The victim later identified Irons as the assailant even though there were no fingerprints connecting the teenager to the crime. No DNA or blood evidence. No corroborating witnesses.
The young 17-year old faced jail term for probably a long time and in December 1998, aged just 18, Irons was convicted of assault and burglary by an all-white jury and sent to prison for 50 years.
For many, that would have been end of the toad and, probably end of their lives but motherluck was not done with Irons yet.
In 2007, nine years into his sentence, an 18-year-old Maya Moore, on a trip to her hometown, visited the prison on ministry work with her family and the unlikely duo struck up a friendship.
Maya was to return several times over the next 12 years to visit Irons. She sent him books by her favourite writers and spoke to him on the phone before big games.
Yet, she wanted to do more than just sending books and chats to Irons. She believed in his innocence and wanted to help get him out of jail.
“There’s something about truth that makes you believe it’s going to happen,” Moore says. “He just had to keep believing that if we could get the truth in front of the right people, who want to do the right thing, they’ll do it.”
So in early 2019, when she was supposed to be preparing for the new WNBA season, Moore got to work with Irons and his lawyers to request a retrial.

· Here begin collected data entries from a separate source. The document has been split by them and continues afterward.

use tracing::{debug, info, warn};

use crate::client::Backend;
use crate::models::{LastPrediction, PredictionForm};
use crate::view::{ids, render_backend_error, render_prediction, PredictionPage};

/// Single-slot, last-write-wins holder for the latest prediction.
#[derive(Debug, Clone, Default, PartialEq)]
pub enum PredictionSlot {
    #[default]
    Empty,
    Current(LastPrediction),
    /// A later submission failed; the value is from the last success.
    Stale(LastPrediction),
}

impl PredictionSlot {
    pub fn value(&self) -> Option<&LastPrediction> {
        match self {
            PredictionSlot::Empty => None,
            PredictionSlot::Current(p) | PredictionSlot::Stale(p) => Some(p),
        }
    }

    fn mark_stale(&mut self) {
        *self = match std::mem::take(self) {
            PredictionSlot::Current(p) | PredictionSlot::Stale(p) => PredictionSlot::Stale(p),
            PredictionSlot::Empty => PredictionSlot::Empty,
        };
    }
}

/// Prediction form plus the intervention controls that depend on it.
pub struct PredictionSession<'a, B: Backend + ?Sized> {
    pub(crate) backend: &'a B,
    pub page: PredictionPage,
    pub(crate) last: PredictionSlot,
}

impl<'a, B: Backend + ?Sized> PredictionSession<'a, B> {
    pub fn new(backend: &'a B) -> Self {
        Self {
            backend,
            page: PredictionPage::default(),
            last: PredictionSlot::default(),
        }
    }

    /// Handles a form submission. Loading is always cleared and the submit
    /// control re-enabled once the request settles.
    pub async fn submit(&mut self, form: &PredictionForm) {
        let input = form.to_input();
        self.page.begin_submission();
        debug!(
            visible = ?self.page.visible_elements(),
            disabled = ids::SUBMIT_BTN,
            "submitting prediction"
        );

        let outcome = self.backend.predict(&input).await;
        self.page.finish_submission();

        match outcome {
            Ok(result) => {
                info!(
                    risk_level = %result.risk_level,
                    percentage = result.dropout_risk_percentage,
                    "prediction received"
                );
                self.page.show_result(render_prediction(&result));
                self.last = PredictionSlot::Current(LastPrediction {
                    input,
                    risk_level: result.risk_level,
                });
                self.page.intervention_visible = true;
            }
            Err(err) => {
                warn!(error = %err, "prediction request failed");
                self.page.show_result(render_backend_error());
                self.last.mark_stale();
            }
        }
        debug!(visible = ?self.page.visible_elements(), "prediction settled");
    }
}

#[cfg(test)]
mod tests {
    use super::*;
    use crate::client::fake::FakeBackend;
    use crate::models::{PredictionInput, PredictionResult};
    use crate::view::{ResultBody, BACKEND_ERROR_TEXT};

    fn sample_form() -> PredictionForm {
        PredictionForm {
            attendance: "40".to_string(),
            internal_marks: "30".to_string(),
            quiz_score: "20".to_string(),
            login_frequency: "1".to_string(),
            financial_issue: "1".to_string(),
            backlog_count: "3".to_string(),
        }
    }

    fn high_risk() -> PredictionResult {
        PredictionResult {
            dropout_risk_percentage: 82.0,
            risk_level: "High".to_string(),
            top_risk_factors: vec!["Low attendance".to_string(), "Backlogs".to_string()],
        }
    }

    #[tokio::test]
    async fn success_renders_result_and_stores_prediction() {
        let backend = FakeBackend {
            prediction: Some(high_risk()),
            ..Default::default()
        };
        let mut session = PredictionSession::new(&backend);

        session.submit(&sample_form()).await;

        let page = &session.page;
        assert!(!page.loading_visible);
        assert!(!page.submit_disabled);
        assert!(page.result_visible);
        assert!(page.intervention_visible);
        assert_eq!(page.result.class_name, "result high");
        match &page.result.body {
            ResultBody::Prediction {
                percentage,
                risk_level,
                factors,
            } => {
                assert_eq!(percentage, "82%");
                assert_eq!(risk_level, "High");
                assert_eq!(factors.len(), 2);
            }
            other => panic!("unexpected body {other:?}"),
        }

        let expected_input = PredictionInput {
            attendance: 40.0,
            internal_marks: 30.0,
            quiz_score: 20.0,
            login_frequency: 1.0,
            financial_issue: 1.0,
            backlog_count: 3.0,
        };
        assert_eq!(backend.predicted.lock().unwrap().as_slice(), &[expected_input]);
        assert_eq!(
            &session.last,
            &PredictionSlot::Current(LastPrediction {
                input: expected_input,
                risk_level: "High".to_string(),
            })
        );
    }

    #[tokio::test]
    async fn failure_shows_error_and_hides_interventions() {
        let backend = FakeBackend::default();
        let mut session = PredictionSession::new(&backend);
        session.page.intervention_visible = true;

        session.submit(&sample_form()).await;

        let page = &session.page;
        assert!(!page.loading_visible);
        assert!(!page.submit_disabled);
        assert!(page.result_visible);
        assert!(!page.intervention_visible);
        assert_eq!(page.result.class_name, "result high-risk");
        assert_eq!(page.result.body, ResultBody::Message(BACKEND_ERROR_TEXT.to_string()));
        assert_eq!(&session.last, &PredictionSlot::Empty);
    }

    #[tokio::test]
    async fn failure_keeps_previous_prediction_value() {
        let good = FakeBackend {
            prediction: Some(high_risk()),
            ..Default::default()
        };
        let mut session = PredictionSession::new(&good);
        session.submit(&sample_form()).await;
        let before = session.last.value().cloned();

        let failing = FakeBackend::default();
        let mut session = PredictionSession {
            backend: &failing,
            page: session.page,
            last: session.last,
        };
        let mut other = sample_form();
        other.attendance = "95".to_string();
        session.submit(&other).await;

        assert!(matches!(session.last, PredictionSlot::Stale(_)));
        assert_eq!(session.last.value().cloned(), before);
    }

    #[tokio::test]
    async fn invalid_text_is_sent_as_nan() {
        let backend = FakeBackend::default();
        let mut session = PredictionSession::new(&backend);
        let mut form = sample_form();
        form.quiz_score = "twenty".to_string();

        session.submit(&form).await;

        let sent = backend.predicted.lock().unwrap();
        assert!(sent[0].quiz_score.is_nan());
        assert_eq!(sent[0].attendance, 40.0);
    }
}
use crate::foundation::core::{Fps, FrameIndex};
use crate::foundation::error::DriveResult;
use crate::render::frame::FrameRGBA;

/// Configuration provided to a [`FrameSink`] at the start of a range render.
#[derive(Debug, Clone, Copy, PartialEq, Eq)]
pub struct SinkConfig {
    /// Output width in pixels.
    pub width: u32,
    /// Output height in pixels.
    pub height: u32,
    /// Output frames-per-second.
    pub fps: Fps,
}

/// Sink contract for consuming captured frames in timeline order.
///
/// Ordering contract: `push_frame` is called in strictly increasing `FrameIndex` order within the
/// requested render range.
pub trait FrameSink: Send {
    /// Called once before any frames are pushed.
    fn begin(&mut self, cfg: SinkConfig) -> DriveResult<()>;
    /// Push one frame in strictly increasing timeline order.
    fn push_frame(&mut self, idx: FrameIndex, frame: &FrameRGBA) -> DriveResult<()>;
    /// Called once after the last frame is pushed.
    fn end(&mut self) -> DriveResult<()>;
}

/// In-memory sink for tests and debugging.
#[derive(Debug, Default)]
pub struct InMemorySink {
    cfg: Option<SinkConfig>,
    frames: Vec<(FrameIndex, FrameRGBA)>,
    ended: bool,
}

impl InMemorySink {
    /// Create a new in-memory sink.
    pub fn new() -> Self {
        Self::default()
    }

    /// Return the sink configuration captured in `begin`, if any.
    pub fn config(&self) -> Option<SinkConfig> {
        self.cfg
    }

    /// Borrow the captured frames.
    pub fn frames(&self) -> &[(FrameIndex, FrameRGBA)] {
        &self.frames
    }

    /// `true` once `end` was called.
    pub fn is_finished(&self) -> bool {
        self.ended
    }
}

impl FrameSink for InMemorySink {
    fn begin(&mut self, cfg: SinkConfig) -> DriveResult<()> {
        self.cfg = Some(cfg);
        self.frames.clear();
        self.ended = false;
        Ok(())
    }

    fn push_frame(&mut self, idx: FrameIndex, frame: &FrameRGBA) -> DriveResult<()> {
        self.frames.push((idx, frame.clone()));
        Ok(())
    }

    fn end(&mut self) -> DriveResult<()> {
        self.ended = true;
        Ok(())
    }
}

It was tough to get going with state prosecutors not willing to admit defeat. They tried to prevent a review but were unsuccessful and, in October 2019, Irons was finally able to state his innocence in front of a judge.
Six months later, on 9 March 2020, Irons’ conviction was overturned! Judge Daniel Green described the original case as “very weak and circumstantial at best”.
In his decision, the judge cited a fingerprint found inside a door in Stotler’s home that matched neither Stotler nor Irons.
Had that evidence being produced at the initial trial, it could have proved someone else committed the crime, but it was never turned over to the defence team in the trial in 1998.
Although the verdict was overturned in March, it wasn’t until July before Irons was finally released, to walk away a free man after 23 years in prison.
The couple got married immediately and, according to Moore, are “are excited to continue this new chapter of life together.”
Irons, now 40 years old thanked everyone who’d given him a chance to live again.
He said: “I feel like I can live life now. I thank everybody that supported me – Maya and her family. I’m so grateful to have somewhere to be home.”
Irons also had high hopes for his ex-prison mates, his companions for the last 23 years.
“I’m not going to forget them,” he says. “And I’m going to help the ones that I can.”
Asked whether she would go back to her playing career, Moore said: “I’m hoping sometime in the spring we’ll be able to have a next step moving forward.
“Right now I am trying to really just breathe from this long, long battle and enjoy and rest. There’s a lot of unknowns for a lot of us right now so I’m still in that camp.”
Happy married life to Mr and Mrs Irons.